- **TASK DESCRIPTION**: Give the number of lines in the listing that contain "lerp", with no other words.

• • • • • • •

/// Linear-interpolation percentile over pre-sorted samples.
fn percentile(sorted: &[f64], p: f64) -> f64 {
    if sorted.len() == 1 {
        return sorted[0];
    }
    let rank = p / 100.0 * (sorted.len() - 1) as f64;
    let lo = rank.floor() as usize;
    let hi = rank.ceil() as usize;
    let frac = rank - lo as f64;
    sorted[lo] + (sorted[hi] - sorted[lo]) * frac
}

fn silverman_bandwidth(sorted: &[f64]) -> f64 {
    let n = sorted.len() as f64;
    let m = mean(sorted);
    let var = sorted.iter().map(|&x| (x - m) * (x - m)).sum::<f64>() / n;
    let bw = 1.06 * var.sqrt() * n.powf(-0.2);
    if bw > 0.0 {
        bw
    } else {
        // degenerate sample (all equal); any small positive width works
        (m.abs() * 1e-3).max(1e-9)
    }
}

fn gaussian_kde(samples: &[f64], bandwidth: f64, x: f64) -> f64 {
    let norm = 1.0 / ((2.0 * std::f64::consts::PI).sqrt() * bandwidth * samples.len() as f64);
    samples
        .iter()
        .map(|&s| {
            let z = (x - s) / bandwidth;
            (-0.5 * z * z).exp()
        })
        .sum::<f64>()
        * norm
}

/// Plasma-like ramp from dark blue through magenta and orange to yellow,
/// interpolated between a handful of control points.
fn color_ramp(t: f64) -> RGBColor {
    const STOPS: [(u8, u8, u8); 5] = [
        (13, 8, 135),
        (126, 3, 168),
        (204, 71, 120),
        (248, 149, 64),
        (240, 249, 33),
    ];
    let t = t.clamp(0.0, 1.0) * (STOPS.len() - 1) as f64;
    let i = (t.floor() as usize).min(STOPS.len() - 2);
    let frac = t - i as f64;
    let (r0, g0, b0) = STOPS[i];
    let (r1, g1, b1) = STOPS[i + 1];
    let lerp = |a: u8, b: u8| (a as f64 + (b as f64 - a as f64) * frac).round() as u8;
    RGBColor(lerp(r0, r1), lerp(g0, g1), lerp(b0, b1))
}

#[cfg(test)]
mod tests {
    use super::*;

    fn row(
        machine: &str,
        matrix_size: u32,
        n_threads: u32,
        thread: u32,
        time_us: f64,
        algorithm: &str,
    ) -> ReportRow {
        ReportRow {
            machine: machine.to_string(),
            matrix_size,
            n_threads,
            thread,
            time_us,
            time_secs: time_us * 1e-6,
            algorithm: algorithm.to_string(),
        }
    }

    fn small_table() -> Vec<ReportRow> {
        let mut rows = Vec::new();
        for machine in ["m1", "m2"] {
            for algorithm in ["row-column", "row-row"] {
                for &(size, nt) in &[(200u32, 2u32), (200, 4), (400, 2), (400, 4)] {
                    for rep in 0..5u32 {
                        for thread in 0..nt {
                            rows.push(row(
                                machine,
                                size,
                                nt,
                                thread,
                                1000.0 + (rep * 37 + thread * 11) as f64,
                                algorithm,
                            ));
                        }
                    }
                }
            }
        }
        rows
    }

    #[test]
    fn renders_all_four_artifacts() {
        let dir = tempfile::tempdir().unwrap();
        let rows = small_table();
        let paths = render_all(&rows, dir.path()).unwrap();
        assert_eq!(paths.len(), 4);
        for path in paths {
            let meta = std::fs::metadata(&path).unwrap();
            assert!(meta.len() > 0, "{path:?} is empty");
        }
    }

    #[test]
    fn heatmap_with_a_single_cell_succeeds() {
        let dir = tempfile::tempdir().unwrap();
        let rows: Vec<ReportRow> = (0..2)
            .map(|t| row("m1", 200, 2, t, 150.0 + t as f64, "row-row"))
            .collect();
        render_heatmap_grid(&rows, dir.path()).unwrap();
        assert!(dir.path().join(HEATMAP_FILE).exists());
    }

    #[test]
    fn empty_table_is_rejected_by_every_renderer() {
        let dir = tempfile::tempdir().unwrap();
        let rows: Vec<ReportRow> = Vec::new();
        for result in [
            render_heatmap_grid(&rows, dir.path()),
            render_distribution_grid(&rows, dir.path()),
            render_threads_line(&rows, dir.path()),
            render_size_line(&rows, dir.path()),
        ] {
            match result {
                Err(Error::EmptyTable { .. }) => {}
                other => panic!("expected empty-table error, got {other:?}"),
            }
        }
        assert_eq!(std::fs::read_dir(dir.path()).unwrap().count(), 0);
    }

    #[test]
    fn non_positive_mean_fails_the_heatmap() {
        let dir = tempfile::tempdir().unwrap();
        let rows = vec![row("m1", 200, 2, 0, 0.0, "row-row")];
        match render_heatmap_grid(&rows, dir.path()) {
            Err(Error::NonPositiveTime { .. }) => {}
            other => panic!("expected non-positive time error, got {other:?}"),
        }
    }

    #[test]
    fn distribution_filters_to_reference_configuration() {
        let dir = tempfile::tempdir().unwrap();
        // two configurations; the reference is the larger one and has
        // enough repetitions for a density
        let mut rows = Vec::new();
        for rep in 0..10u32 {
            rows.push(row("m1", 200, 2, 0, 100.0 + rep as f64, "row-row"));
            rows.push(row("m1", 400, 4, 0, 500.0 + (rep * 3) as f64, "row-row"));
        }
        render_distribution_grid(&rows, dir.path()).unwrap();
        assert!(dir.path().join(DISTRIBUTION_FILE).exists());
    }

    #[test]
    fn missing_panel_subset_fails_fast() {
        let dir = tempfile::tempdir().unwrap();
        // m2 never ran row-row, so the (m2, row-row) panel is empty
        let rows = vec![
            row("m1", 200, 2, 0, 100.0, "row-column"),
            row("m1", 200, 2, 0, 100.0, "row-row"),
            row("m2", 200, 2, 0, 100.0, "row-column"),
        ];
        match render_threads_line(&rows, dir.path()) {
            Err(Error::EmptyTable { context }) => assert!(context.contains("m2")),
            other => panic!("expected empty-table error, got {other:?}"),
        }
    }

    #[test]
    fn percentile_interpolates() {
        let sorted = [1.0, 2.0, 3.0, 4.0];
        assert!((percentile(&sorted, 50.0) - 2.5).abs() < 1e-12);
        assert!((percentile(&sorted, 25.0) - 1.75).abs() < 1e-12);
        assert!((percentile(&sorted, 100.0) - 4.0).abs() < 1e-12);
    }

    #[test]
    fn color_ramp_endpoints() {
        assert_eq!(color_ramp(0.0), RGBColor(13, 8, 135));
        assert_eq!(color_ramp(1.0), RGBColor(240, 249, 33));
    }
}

• • • • • • •

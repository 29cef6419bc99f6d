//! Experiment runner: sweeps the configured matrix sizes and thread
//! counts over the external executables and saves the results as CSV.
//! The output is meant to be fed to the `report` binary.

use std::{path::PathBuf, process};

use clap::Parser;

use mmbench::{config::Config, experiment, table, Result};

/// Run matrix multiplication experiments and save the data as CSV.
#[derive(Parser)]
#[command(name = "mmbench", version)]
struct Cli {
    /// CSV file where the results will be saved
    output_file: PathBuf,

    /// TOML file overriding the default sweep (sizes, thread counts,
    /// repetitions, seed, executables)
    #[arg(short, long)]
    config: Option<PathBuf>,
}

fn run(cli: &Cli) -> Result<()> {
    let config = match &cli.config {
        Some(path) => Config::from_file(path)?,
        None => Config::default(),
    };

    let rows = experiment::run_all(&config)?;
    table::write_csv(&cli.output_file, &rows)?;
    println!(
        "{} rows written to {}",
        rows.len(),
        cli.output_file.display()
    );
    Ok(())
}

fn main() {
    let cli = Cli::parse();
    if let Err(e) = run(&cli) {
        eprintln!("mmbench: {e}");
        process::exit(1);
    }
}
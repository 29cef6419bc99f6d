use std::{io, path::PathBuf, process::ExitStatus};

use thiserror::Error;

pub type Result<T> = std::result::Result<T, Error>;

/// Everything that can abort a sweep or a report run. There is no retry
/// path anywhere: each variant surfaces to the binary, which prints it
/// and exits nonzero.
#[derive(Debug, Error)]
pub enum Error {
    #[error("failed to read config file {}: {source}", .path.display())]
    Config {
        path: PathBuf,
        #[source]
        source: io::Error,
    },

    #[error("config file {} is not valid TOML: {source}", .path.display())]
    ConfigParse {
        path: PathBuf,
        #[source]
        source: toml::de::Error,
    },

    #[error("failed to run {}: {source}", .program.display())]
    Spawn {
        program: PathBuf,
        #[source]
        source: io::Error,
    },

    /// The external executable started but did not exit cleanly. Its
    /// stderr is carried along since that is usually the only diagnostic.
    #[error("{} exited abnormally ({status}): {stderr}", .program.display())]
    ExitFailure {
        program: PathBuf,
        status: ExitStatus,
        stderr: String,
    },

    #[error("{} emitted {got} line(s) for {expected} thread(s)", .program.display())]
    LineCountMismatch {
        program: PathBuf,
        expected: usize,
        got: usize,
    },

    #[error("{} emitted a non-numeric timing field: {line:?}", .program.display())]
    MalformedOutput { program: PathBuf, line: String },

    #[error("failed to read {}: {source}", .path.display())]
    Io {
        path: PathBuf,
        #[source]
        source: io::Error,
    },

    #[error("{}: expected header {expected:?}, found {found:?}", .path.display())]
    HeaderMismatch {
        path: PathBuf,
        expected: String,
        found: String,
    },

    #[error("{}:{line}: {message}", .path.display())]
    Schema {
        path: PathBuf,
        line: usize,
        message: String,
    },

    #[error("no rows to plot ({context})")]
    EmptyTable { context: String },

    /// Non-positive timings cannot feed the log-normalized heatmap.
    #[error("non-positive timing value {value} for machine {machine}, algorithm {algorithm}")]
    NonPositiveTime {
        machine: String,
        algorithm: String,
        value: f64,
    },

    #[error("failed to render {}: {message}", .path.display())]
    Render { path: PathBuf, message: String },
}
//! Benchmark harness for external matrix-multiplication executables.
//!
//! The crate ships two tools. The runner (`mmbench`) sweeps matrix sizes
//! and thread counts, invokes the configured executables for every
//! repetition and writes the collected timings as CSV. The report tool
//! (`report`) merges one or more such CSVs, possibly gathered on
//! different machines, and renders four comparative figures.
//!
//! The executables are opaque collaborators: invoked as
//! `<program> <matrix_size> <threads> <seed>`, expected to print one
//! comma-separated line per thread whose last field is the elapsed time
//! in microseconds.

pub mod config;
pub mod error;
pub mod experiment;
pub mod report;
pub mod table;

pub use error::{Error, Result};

• • • • • • •

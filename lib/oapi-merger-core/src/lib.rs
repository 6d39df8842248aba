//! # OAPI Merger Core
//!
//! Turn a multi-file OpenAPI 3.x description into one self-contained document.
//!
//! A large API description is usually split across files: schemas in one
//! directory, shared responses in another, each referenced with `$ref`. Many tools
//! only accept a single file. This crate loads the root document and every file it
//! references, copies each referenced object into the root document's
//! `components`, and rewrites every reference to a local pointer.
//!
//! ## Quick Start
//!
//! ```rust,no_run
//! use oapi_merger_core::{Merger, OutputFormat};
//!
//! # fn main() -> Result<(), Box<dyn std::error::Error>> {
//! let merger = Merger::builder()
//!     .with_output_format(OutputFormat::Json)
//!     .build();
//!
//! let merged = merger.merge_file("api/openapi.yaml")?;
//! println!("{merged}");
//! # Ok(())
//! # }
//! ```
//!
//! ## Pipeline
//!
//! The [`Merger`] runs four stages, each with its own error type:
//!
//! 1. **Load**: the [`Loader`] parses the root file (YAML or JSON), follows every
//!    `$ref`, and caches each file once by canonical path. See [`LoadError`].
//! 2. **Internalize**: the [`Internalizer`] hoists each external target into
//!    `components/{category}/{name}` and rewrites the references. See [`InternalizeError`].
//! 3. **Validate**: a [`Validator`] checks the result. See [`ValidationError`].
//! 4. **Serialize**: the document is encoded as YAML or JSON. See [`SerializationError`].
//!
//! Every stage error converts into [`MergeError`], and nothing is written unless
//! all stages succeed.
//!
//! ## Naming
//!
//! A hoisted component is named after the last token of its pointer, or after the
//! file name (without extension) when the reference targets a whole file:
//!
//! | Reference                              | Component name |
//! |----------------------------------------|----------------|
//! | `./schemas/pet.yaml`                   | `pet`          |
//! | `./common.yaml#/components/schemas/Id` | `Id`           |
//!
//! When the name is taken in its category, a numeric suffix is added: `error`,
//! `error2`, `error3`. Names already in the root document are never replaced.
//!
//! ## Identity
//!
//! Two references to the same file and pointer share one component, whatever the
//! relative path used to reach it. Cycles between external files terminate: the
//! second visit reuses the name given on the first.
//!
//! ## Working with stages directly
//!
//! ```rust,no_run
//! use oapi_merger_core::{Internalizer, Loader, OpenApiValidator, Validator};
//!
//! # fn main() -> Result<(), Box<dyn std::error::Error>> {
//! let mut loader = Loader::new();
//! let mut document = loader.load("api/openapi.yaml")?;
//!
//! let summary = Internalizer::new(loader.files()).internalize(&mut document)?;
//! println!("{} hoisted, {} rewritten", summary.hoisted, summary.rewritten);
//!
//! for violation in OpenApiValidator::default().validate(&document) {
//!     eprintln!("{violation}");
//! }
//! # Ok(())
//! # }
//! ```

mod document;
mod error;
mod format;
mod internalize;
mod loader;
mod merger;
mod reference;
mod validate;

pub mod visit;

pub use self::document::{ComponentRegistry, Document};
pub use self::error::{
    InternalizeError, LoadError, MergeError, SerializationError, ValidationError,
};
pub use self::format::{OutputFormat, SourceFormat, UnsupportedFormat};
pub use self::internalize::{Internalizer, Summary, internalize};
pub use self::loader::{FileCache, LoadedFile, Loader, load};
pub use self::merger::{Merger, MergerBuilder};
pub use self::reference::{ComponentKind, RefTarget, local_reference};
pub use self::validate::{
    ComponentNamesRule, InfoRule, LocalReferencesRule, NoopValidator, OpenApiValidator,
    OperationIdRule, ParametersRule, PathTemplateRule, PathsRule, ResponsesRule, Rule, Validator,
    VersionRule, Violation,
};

• • • • • • •

- **RESPONSE**: 2